Müzik Bilim, Kültürümüzün Bakanlığı Tarafından Nasıl Algılanıyor?… Musiki Dergisi


Toplam Okunma: 2690 | En Son Okunma: 21.11.2024 - 20:15
Kategori: Fikir Yazıları, Kültürel Öneriler, Yazarlarımız: A.Sarı

Müzik bilimin, diğer bir deyişle müzikolojinin Ülkemiz’de yeni oluşmaya başlayan bir meslek dalı olduğunu günlük yaşantımızdaki ilişkilerimizde bizler hissetmesine hissediyoruz da, bir görevi de öncülük olan Devletimizin kültürünün baş kurumu’nda henüz algılanamamış olmasını kabul edemiyoruz…(*)

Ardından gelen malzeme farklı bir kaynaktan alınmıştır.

// patterns/mod.rs
pub mod brace;
pub mod cache;
pub mod micromatch;

use crate::error::GlobError;
use globset::GlobSet;

/// Compiled patterns for efficient matching against paths
///
/// This struct combines both glob patterns and regex patterns
/// for flexible and efficient path matching.
#[derive(Clone)]
pub struct Patterns {
    pub set: GlobSet,
    pub regexes: Vec<regex::Regex>,
}

impl Patterns {
    /// Compiles multiple patterns into a Patterns instance
    ///
    /// This method handles brace expansion, regex patterns, and
    /// converts complex patterns to regex when necessary. `case_sensitive`
    /// governs both the globset and any pattern converted to regex (spec
    /// §4.5/§4.6: "case insensitivity is a compile flag, not a pattern
    /// rewrite").
    ///
    /// # Errors
    ///
    /// Returns `GlobError::PathTraversal` for patterns attempting path traversal
    /// Returns other `GlobError` variants for invalid patterns
    pub fn compile_many<I, S>(patterns: I, case_sensitive: bool) -> Result<Self, GlobError>
    where
        I: IntoIterator<Item = S>,
        S: AsRef<str>,
    {
        let mut builder = globset::GlobSetBuilder::new();
        let mut regexes = Vec::new();

        for pattern in patterns {
            let pattern_str = pattern.as_ref().trim();
            if pattern_str.is_empty() {
                continue;
            }

            // Protect against path traversal in patterns
            if pattern_str.contains("**/..") || pattern_str.contains("/../") {
                return Err(GlobError::PathTraversal);
            }

            Self::process_pattern(pattern_str, &mut builder, &mut regexes, case_sensitive)?;
        }

        let set = builder
            .build()
            .map_err(|e| GlobError::InvalidPattern(e.to_string()))?;

        Ok(Self { set, regexes })
    }

    /// Processes a single pattern, handling brace expansion and type detection
    fn process_pattern(
        pattern: &str,
        builder: &mut globset::GlobSetBuilder,
        regexes: &mut Vec<regex::Regex>,
        case_sensitive: bool,
    ) -> Result<(), GlobError> {
        // Check if brace expansion is needed
        let expanded_patterns = if pattern.contains('{') && pattern.contains('}') {
            brace::expand(pattern)?
        } else {
            vec![pattern.to_string()]
        };

        for expanded in expanded_patterns {
            // Handle explicit regex patterns (prefixed with "re:")
            if let Some(regex_pattern) = expanded.strip_prefix("re:") {
                regexes.push(Self::compile_regex(regex_pattern, case_sensitive)?);
                continue;
            }

            // Determine if pattern requires regex conversion
            if Self::is_complex_pattern(&expanded) {
                // Convert complex patterns to regex
                let regex_pattern = micromatch::micromatch_to_regex(&expanded)?;
                regexes.push(Self::compile_regex(&regex_pattern, case_sensitive)?);
            } else {
                // Process as regular glob pattern
                Self::add_glob_pattern(&expanded, builder, case_sensitive)?;
            }
        }

        Ok(())
    }

    /// Compiles a regex, prefixing the case-insensitive inline flag rather
    /// than rewriting the pattern body, so the cache key stays stable
    /// across requests that only differ in case sensitivity.
    fn compile_regex(pattern: &str, case_sensitive: bool) -> Result<regex::Regex, GlobError> {
        if case_sensitive {
            cache::get_or_compile_regex(pattern)
        } else {
            cache::get_or_compile_regex(&format!("(?i){pattern}"))
        }
    }

    /// Checks if a pattern contains advanced glob features requiring regex
    fn is_complex_pattern(pattern: &str) -> bool {
        // Check for extended glob features that require regex conversion
        pattern.contains('@')
            || pattern.contains('!')
            || pattern.contains('+')
            || pattern.contains('?')
            || pattern.contains('(')
            || pattern.contains(')')
            || pattern.contains('[')
            || pattern.contains(']')
            || pattern.contains('{')
            || pattern.contains('}')
            || pattern.contains('|')
    }

    /// Adds a glob pattern to the globset builder
    fn add_glob_pattern(
        pattern: &str,
        builder: &mut globset::GlobSetBuilder,
        case_sensitive: bool,
    ) -> Result<(), GlobError> {
        let glob = globset::GlobBuilder::new(pattern)
            .case_insensitive(!case_sensitive)
            .literal_separator(false)
            .build()
            .map_err(|e| GlobError::InvalidPattern(e.to_string()))?;

        builder.add(glob);
        Ok(())
    }

    /// Checks if a path matches any of the compiled patterns
    ///
    /// # Arguments
    ///
    /// * `path` - UTF-8 path to check
    ///
    /// # Returns
    ///
    /// `true` if the path matches any pattern, `false` otherwise
    pub fn is_match(&self, path: &camino::Utf8PathBuf) -> bool {
        let path_str = path.as_str();

        // First check globset (usually faster)
        if !self.set.is_empty() && self.set.is_match(path_str) {
            return true;
        }

        // Then check regexes
        for re in &self.regexes {
            if re.is_match(path_str) {
                return true;
            }
        }

        false
    }

    /// Quickly checks if a path could potentially match any pattern
    ///
    /// This is a preliminary check before exact matching that can
    /// help avoid unnecessary work for obviously non-matching paths.
    ///
    /// # Arguments
    ///
    /// * `path` - UTF-8 path to check
    ///
    /// # Returns
    ///
    /// `true` if the path might match, `false` if it definitely won't
    pub fn could_match(&self, path: &camino::Utf8PathBuf) -> bool {
        self.set.is_match(path.as_str()) || !self.regexes.is_empty()
    }
}

/// Returns cache metrics for both glob and regex caches
pub fn cache_metrics() -> (cache::CacheMetrics, cache::CacheMetrics) {
    (cache::glob_cache_metrics(), cache::regex_cache_metrics())
}
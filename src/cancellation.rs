// cancellation.rs
//! Cooperative-cancellation fabric (spec §4.2, C2).
//!
//! The fabric composes a caller-provided cancel signal with an optional
//! timeout into a single token that every suspension point checks. This
//! replaces a callback-attach/detach style with a value that is cloned by
//! ownership down the call graph instead of a listener that must be
//! remembered and detached later (spec §9 redesign note).

use std::time::Duration;
use tokio_util::sync::CancellationToken;

use crate::error::FsContextError;

/// A cooperative cancel token, composing a caller cancel with an optional
/// deadline. Clone is cheap (`Arc` internally) — pass by value down the
/// call graph rather than threading `&dyn Signal` references.
#[derive(Clone)]
pub struct CancelToken {
    inner: CancellationToken,
    /// Set when this token's own timer (not a parent's) fired, so callers
    /// can tell `E_TIMEOUT` apart from a user-initiated `E_CANCELLED`.
    timed_out: std::sync::Arc<std::sync::atomic::AtomicBool>,
}

/// Owns the composed token's timer task; dropping it aborts the timer on
/// every exit path (success, error, early return) so no timer outlives
/// the request that created it.
pub struct CancelGuard {
    timer_handle: Option<tokio::task::JoinHandle<()>>,
}

impl Drop for CancelGuard {
    fn drop(&mut self) {
        if let Some(h) = self.timer_handle.take() {
            h.abort();
        }
    }
}

impl CancelToken {
    /// Builds a fresh token that fires when either `parent` (the caller's
    /// own cancel, if any) or `timeout` elapses — whichever comes first.
    /// The returned guard must be kept alive for the duration of the
    /// operation.
    pub fn new(parent: Option<&CancelToken>, timeout: Option<Duration>) -> (Self, CancelGuard) {
        let inner = match parent {
            Some(p) => p.inner.child_token(),
            None => CancellationToken::new(),
        };
        let timed_out = std::sync::Arc::new(std::sync::atomic::AtomicBool::new(false));

        let timer_handle = timeout.map(|d| {
            let inner = inner.clone();
            let timed_out = timed_out.clone();
            tokio::spawn(async move {
                tokio::select! {
                    _ = tokio::time::sleep(d) => {
                        timed_out.store(true, std::sync::atomic::Ordering::SeqCst);
                        inner.cancel();
                    }
                    _ = inner.cancelled() => {}
                }
            })
        });

        (
            CancelToken { inner, timed_out },
            CancelGuard { timer_handle },
        )
    }

    /// A token that never cancels — for call sites exercised without a
    /// real request boundary (unit tests, internal helpers).
    pub fn none() -> Self {
        CancelToken {
            inner: CancellationToken::new(),
            timed_out: std::sync::Arc::new(std::sync::atomic::AtomicBool::new(false)),
        }
    }

    pub fn is_cancelled(&self) -> bool {
        self.inner.is_cancelled()
    }

    pub fn timed_out(&self) -> bool {
        self.timed_out.load(std::sync::atomic::Ordering::SeqCst)
    }

    /// Checked at every natural suspension point per spec §4.2/§5: a
    /// directory entry, a stream chunk, a scanned line after a regex
    /// match, a chunk read, a semaphore acquisition.
    pub fn check(&self) -> Result<(), FsContextError> {
        if !self.inner.is_cancelled() {
            return Ok(());
        }
        if self.timed_out() {
            Err(FsContextError::timeout())
        } else {
            Err(FsContextError::cancelled())
        }
    }

    pub async fn cancelled(&self) {
        self.inner.cancelled().await;
    }

    /// A child token observes this token's cancellation automatically
    /// (via `tokio_util`'s tree) and can additionally be cancelled on its
    /// own without affecting siblings — used by the batch orchestrator to
    /// hand each in-flight item a token that it alone controls.
    pub fn child(&self) -> CancelToken {
        CancelToken {
            inner: self.inner.child_token(),
            timed_out: self.timed_out.clone(),
        }
    }

    pub fn cancel(&self) {
        self.inner.cancel();
    }
}

#[cfg(test)]
mod tests {
    use super::*;
    use std::time::Duration;

    #[tokio::test]
    async fn uncancelled_token_checks_ok() {
        let token = CancelToken::none();
        assert!(token.check().is_ok());
    }

    #[tokio::test]
    async fn timeout_fires_as_timeout_not_cancelled() {
        let (token, _guard) = CancelToken::new(None, Some(Duration::from_millis(10)));
        assert!(token.check().is_ok());
        tokio::time::sleep(Duration::from_millis(50)).await;
        let err = token.check().unwrap_err();
        assert_eq!(err.kind, crate::error::ErrorKind::Timeout);
    }

    #[tokio::test]
    async fn explicit_cancel_fires_as_cancelled() {
        let (token, _guard) = CancelToken::new(None, None);
        token.cancel();
        let err = token.check().unwrap_err();
        assert_eq!(err.kind, crate::error::ErrorKind::Cancelled);
    }

    #[tokio::test]
    async fn dropping_guard_stops_timer_from_firing() {
        let (token, guard) = CancelToken::new(None, Some(Duration::from_millis(20)));
        drop(guard);
        tokio::time::sleep(Duration::from_millis(40)).await;
        assert!(token.check().is_ok());
    }

    #[tokio::test]
    async fn child_observes_parent_cancellation() {
        let (parent, _guard) = CancelToken::new(None, None);
        let child = parent.child();
        assert!(child.check().is_ok());
        parent.cancel();
        tokio::time::sleep(Duration::from_millis(10)).await;
        assert!(child.check().is_err());
    }
}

Ankara bürokratik havasının özgün formüllü bir oksijeni vardır.
Bu formülü zaman içinde küçük değişikliklerle geliştirmek ancak ileri görüşlü Devlet adamlarımızın başarabildiği bir iş olmuştur.

Müzik uğraşanları olarak bizlerin; Ankara’da görev yapan, bizden olan, ileri görüşlü  aktif ve de etkin mesleki kişiliğiyle sesimizi duyurabilecek Devlet adamlarımıza ihtiyacımız bulunmaktadır.

Bugünkü sorunumuz soludukları oksijenin formülünü çeşitli kişisel ve de gelecek kaygılarıyla geliştirmek istemeyen insanların karar merciinde bulunmalarından kaynaklanıyor.

Politikacının kendisini seçen sisteme karşı sorumluğunun dayanılmaz gelecek kaygısı radikal çözümleri zaten sürekli geciktirmiş.

Gün gelmiş içeridekilerin hepsi bu işin aslında nasıl yürümemesi gerektiğini öğrenmiş. Çünkü ne kadar çok iş yaparlarsa birileri de o kadar çok aleyhinde laf etmiş. Hiçbirşey yapmayan hakkında ise birşey söylenemediği ve “neden hiçbir şey yapmıyorsun” diye bir soru mekanizmasının da olmaması nedeniyle, bir şey yapmamak alışkanlık haline gelmiş.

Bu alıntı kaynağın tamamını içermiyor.